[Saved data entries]
________________________________________
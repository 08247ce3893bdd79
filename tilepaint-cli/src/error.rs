//! CLI error type.

use std::fmt;

use tilepaint::logging::LoggingError;
use tilepaint::style::StyleError;
use tilepaint::ProviderError;

/// Errors surfaced to the user by CLI commands.
#[derive(Debug)]
pub enum CliError {
    /// Invalid arguments or configuration
    Config(String),
    /// Style sheet could not be loaded
    Style(StyleError),
    /// Font file could not be read or parsed
    Font(String),
    /// Provider construction failed
    Provider(ProviderError),
    /// Tile rendering or encoding failed
    Render(String),
    /// Output could not be written
    Io(std::io::Error),
    /// Logging could not be initialized
    Logging(LoggingError),
}

impl fmt::Display for CliError {
    fn fmt(&self, f: &mut fmt::Formatter<'_>) -> fmt::Result {
        match self {
            CliError::Config(msg) => write!(f, "Configuration error: {}", msg),
            CliError::Style(e) => write!(f, "Style error: {}", e),
            CliError::Font(msg) => write!(f, "Font error: {}", msg),
            CliError::Provider(e) => write!(f, "Provider error: {}", e),
            CliError::Render(msg) => write!(f, "Render failed: {}", msg),
            CliError::Io(e) => write!(f, "I/O error: {}", e),
            CliError::Logging(e) => write!(f, "{}", e),
        }
    }
}

impl std::error::Error for CliError {}

impl From<StyleError> for CliError {
    fn from(e: StyleError) -> Self {
        CliError::Style(e)
    }
}

impl From<ProviderError> for CliError {
    fn from(e: ProviderError) -> Self {
        CliError::Provider(e)
    }
}

impl From<std::io::Error> for CliError {
    fn from(e: std::io::Error) -> Self {
        CliError::Io(e)
    }
}

impl From<LoggingError> for CliError {
    fn from(e: LoggingError) -> Self {
        CliError::Logging(e)
    }
}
________________________________________
WORK INSTRUCTION »
Pull out each line of the records holding the string "tilepaint".

RESPONSE TO THE TASK »
filename tilepaint-cli/src/error.rs
use tilepaint::logging::LoggingError;
use tilepaint::style::StyleError;
use tilepaint::ProviderError;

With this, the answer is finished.